■ **WHAT YOU SHOULD DO**: Type out the full set of entries again, unchanged.

■ **PROVIDED DATA**:

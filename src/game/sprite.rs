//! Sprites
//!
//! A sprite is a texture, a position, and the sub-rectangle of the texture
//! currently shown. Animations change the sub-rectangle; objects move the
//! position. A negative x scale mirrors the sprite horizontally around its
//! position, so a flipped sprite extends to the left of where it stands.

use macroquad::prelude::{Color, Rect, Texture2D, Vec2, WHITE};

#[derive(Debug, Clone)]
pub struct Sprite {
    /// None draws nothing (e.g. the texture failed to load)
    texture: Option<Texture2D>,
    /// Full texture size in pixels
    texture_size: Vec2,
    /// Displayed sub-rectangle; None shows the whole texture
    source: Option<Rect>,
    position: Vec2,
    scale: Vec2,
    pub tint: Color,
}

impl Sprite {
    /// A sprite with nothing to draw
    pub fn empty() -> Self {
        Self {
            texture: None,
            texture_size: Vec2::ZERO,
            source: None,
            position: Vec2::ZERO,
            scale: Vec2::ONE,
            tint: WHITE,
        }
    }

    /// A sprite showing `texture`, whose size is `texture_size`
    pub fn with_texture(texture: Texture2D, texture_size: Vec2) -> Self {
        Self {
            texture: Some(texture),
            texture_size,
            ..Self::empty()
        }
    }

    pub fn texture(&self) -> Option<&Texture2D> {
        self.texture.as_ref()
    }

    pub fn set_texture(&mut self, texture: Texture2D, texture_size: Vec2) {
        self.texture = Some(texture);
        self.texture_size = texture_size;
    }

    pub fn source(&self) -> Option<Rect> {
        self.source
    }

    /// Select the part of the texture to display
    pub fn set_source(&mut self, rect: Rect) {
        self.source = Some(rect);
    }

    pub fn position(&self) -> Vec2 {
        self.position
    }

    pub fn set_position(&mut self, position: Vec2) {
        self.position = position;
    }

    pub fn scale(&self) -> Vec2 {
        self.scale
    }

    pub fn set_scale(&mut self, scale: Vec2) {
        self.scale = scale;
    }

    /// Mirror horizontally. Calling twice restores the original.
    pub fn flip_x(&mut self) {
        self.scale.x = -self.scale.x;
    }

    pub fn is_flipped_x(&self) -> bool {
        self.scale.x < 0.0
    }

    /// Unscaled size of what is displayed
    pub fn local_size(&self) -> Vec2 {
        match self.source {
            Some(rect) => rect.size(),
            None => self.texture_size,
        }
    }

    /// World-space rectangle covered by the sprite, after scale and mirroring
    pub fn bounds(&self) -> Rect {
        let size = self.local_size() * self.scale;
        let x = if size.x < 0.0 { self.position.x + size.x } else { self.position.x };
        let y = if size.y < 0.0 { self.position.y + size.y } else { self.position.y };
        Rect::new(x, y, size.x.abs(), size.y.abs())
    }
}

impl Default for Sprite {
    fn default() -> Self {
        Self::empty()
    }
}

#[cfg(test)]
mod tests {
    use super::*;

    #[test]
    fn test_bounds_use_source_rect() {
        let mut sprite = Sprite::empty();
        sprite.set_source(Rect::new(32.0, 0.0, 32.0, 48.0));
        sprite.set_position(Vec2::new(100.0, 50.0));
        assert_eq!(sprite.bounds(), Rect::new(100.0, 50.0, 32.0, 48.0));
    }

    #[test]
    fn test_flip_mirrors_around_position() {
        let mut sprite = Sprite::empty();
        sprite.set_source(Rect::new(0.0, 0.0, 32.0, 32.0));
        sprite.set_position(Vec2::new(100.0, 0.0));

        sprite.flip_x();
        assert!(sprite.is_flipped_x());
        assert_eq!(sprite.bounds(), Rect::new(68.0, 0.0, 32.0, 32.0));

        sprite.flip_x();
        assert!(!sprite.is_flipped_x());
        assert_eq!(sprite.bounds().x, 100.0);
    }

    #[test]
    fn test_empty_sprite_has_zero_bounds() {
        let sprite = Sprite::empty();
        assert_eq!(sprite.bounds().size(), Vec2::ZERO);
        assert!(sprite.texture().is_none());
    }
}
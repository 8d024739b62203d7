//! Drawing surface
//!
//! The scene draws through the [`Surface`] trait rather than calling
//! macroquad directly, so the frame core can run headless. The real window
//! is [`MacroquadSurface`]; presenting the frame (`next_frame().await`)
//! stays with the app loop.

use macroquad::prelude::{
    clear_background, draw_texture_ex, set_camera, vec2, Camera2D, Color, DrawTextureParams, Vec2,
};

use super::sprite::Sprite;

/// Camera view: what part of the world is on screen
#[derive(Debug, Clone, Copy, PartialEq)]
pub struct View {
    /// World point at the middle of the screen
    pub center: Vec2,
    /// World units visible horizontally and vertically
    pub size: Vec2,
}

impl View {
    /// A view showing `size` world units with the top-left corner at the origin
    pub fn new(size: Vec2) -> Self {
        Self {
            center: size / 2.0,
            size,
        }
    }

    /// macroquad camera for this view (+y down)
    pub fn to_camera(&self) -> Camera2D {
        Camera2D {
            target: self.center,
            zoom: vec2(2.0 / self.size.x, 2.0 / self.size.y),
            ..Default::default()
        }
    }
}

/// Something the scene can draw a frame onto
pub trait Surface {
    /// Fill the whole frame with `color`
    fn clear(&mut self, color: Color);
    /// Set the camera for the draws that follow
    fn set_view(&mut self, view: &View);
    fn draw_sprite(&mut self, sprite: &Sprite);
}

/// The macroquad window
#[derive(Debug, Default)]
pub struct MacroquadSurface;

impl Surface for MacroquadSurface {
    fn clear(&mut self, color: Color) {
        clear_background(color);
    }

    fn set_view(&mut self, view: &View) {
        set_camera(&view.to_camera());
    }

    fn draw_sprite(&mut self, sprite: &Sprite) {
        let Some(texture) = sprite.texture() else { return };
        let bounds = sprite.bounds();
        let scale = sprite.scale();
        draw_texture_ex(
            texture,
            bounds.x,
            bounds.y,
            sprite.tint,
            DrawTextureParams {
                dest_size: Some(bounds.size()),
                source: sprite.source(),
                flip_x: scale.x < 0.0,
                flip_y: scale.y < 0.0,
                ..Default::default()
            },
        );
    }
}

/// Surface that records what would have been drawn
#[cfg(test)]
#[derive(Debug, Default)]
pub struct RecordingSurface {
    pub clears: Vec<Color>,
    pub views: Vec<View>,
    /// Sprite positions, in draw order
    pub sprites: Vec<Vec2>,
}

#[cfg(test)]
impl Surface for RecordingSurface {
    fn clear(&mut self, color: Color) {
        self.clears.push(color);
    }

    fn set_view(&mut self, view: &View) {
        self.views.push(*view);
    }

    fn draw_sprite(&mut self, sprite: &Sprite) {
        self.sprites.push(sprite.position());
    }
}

■ **SOLUTION**:
filename src/game/sprite.rs
//! Sprites
//!
//! A sprite is a texture, a position, and the sub-rectangle of the texture
//! currently shown. Animations change the sub-rectangle; objects move the
//! position. A negative x scale mirrors the sprite horizontally around its
//! position, so a flipped sprite extends to the left of where it stands.

use macroquad::prelude::{Color, Rect, Texture2D, Vec2, WHITE};

#[derive(Debug, Clone)]
pub struct Sprite {
    /// None draws nothing (e.g. the texture failed to load)
    texture: Option<Texture2D>,
    /// Full texture size in pixels
    texture_size: Vec2,
    /// Displayed sub-rectangle; None shows the whole texture
    source: Option<Rect>,
    position: Vec2,
    scale: Vec2,
    pub tint: Color,
}

impl Sprite {
    /// A sprite with nothing to draw
    pub fn empty() -> Self {
        Self {
            texture: None,
            texture_size: Vec2::ZERO,
            source: None,
            position: Vec2::ZERO,
            scale: Vec2::ONE,
            tint: WHITE,
        }
    }

    /// A sprite showing `texture`, whose size is `texture_size`
    pub fn with_texture(texture: Texture2D, texture_size: Vec2) -> Self {
        Self {
            texture: Some(texture),
            texture_size,
            ..Self::empty()
        }
    }

    pub fn texture(&self) -> Option<&Texture2D> {
        self.texture.as_ref()
    }

    pub fn set_texture(&mut self, texture: Texture2D, texture_size: Vec2) {
        self.texture = Some(texture);
        self.texture_size = texture_size;
    }

    pub fn source(&self) -> Option<Rect> {
        self.source
    }

    /// Select the part of the texture to display
    pub fn set_source(&mut self, rect: Rect) {
        self.source = Some(rect);
    }

    pub fn position(&self) -> Vec2 {
        self.position
    }

    pub fn set_position(&mut self, position: Vec2) {
        self.position = position;
    }

    pub fn scale(&self) -> Vec2 {
        self.scale
    }

    pub fn set_scale(&mut self, scale: Vec2) {
        self.scale = scale;
    }

    /// Mirror horizontally. Calling twice restores the original.
    pub fn flip_x(&mut self) {
        self.scale.x = -self.scale.x;
    }

    pub fn is_flipped_x(&self) -> bool {
        self.scale.x < 0.0
    }

    /// Unscaled size of what is displayed
    pub fn local_size(&self) -> Vec2 {
        match self.source {
            Some(rect) => rect.size(),
            None => self.texture_size,
        }
    }

    /// World-space rectangle covered by the sprite, after scale and mirroring
    pub fn bounds(&self) -> Rect {
        let size = self.local_size() * self.scale;
        let x = if size.x < 0.0 { self.position.x + size.x } else { self.position.x };
        let y = if size.y < 0.0 { self.position.y + size.y } else { self.position.y };
        Rect::new(x, y, size.x.abs(), size.y.abs())
    }
}

impl Default for Sprite {
    fn default() -> Self {
        Self::empty()
    }
}

#[cfg(test)]
mod tests {
    use super::*;

    #[test]
    fn test_bounds_use_source_rect() {
        let mut sprite = Sprite::empty();
        sprite.set_source(Rect::new(32.0, 0.0, 32.0, 48.0));
        sprite.set_position(Vec2::new(100.0, 50.0));
        assert_eq!(sprite.bounds(), Rect::new(100.0, 50.0, 32.0, 48.0));
    }

    #[test]
    fn test_flip_mirrors_around_position() {
        let mut sprite = Sprite::empty();
        sprite.set_source(Rect::new(0.0, 0.0, 32.0, 32.0));
        sprite.set_position(Vec2::new(100.0, 0.0));

        sprite.flip_x();
        assert!(sprite.is_flipped_x());
        assert_eq!(sprite.bounds(), Rect::new(68.0, 0.0, 32.0, 32.0));

        sprite.flip_x();
        assert!(!sprite.is_flipped_x());
        assert_eq!(sprite.bounds().x, 100.0);
    }

    #[test]
    fn test_empty_sprite_has_zero_bounds() {
        let sprite = Sprite::empty();
        assert_eq!(sprite.bounds().size(), Vec2::ZERO);
        assert!(sprite.texture().is_none());
    }
}
repository 8d024739b62203d7
//! Drawing surface
//!
//! The scene draws through the [`Surface`] trait rather than calling
//! macroquad directly, so the frame core can run headless. The real window
//! is [`MacroquadSurface`]; presenting the frame (`next_frame().await`)
//! stays with the app loop.

use macroquad::prelude::{
    clear_background, draw_texture_ex, set_camera, vec2, Camera2D, Color, DrawTextureParams, Vec2,
};

use super::sprite::Sprite;

/// Camera view: what part of the world is on screen
#[derive(Debug, Clone, Copy, PartialEq)]
pub struct View {
    /// World point at the middle of the screen
    pub center: Vec2,
    /// World units visible horizontally and vertically
    pub size: Vec2,
}

impl View {
    /// A view showing `size` world units with the top-left corner at the origin
    pub fn new(size: Vec2) -> Self {
        Self {
            center: size / 2.0,
            size,
        }
    }

    /// macroquad camera for this view (+y down)
    pub fn to_camera(&self) -> Camera2D {
        Camera2D {
            target: self.center,
            zoom: vec2(2.0 / self.size.x, 2.0 / self.size.y),
            ..Default::default()
        }
    }
}

/// Something the scene can draw a frame onto
pub trait Surface {
    /// Fill the whole frame with `color`
    fn clear(&mut self, color: Color);
    /// Set the camera for the draws that follow
    fn set_view(&mut self, view: &View);
    fn draw_sprite(&mut self, sprite: &Sprite);
}

/// The macroquad window
#[derive(Debug, Default)]
pub struct MacroquadSurface;

impl Surface for MacroquadSurface {
    fn clear(&mut self, color: Color) {
        clear_background(color);
    }

    fn set_view(&mut self, view: &View) {
        set_camera(&view.to_camera());
    }

    fn draw_sprite(&mut self, sprite: &Sprite) {
        let Some(texture) = sprite.texture() else { return };
        let bounds = sprite.bounds();
        let scale = sprite.scale();
        draw_texture_ex(
            texture,
            bounds.x,
            bounds.y,
            sprite.tint,
            DrawTextureParams {
                dest_size: Some(bounds.size()),
                source: sprite.source(),
                flip_x: scale.x < 0.0,
                flip_y: scale.y < 0.0,
                ..Default::default()
            },
        );
    }
}

/// Surface that records what would have been drawn
#[cfg(test)]
#[derive(Debug, Default)]
pub struct RecordingSurface {
    pub clears: Vec<Color>,
    pub views: Vec<View>,
    /// Sprite positions, in draw order
    pub sprites: Vec<Vec2>,
}

#[cfg(test)]
impl Surface for RecordingSurface {
    fn clear(&mut self, color: Color) {
        self.clears.push(color);
    }

    fn set_view(&mut self, view: &View) {
        self.views.push(*view);
    }

    fn draw_sprite(&mut self, sprite: &Sprite) {
        self.sprites.push(sprite.position());
    }
}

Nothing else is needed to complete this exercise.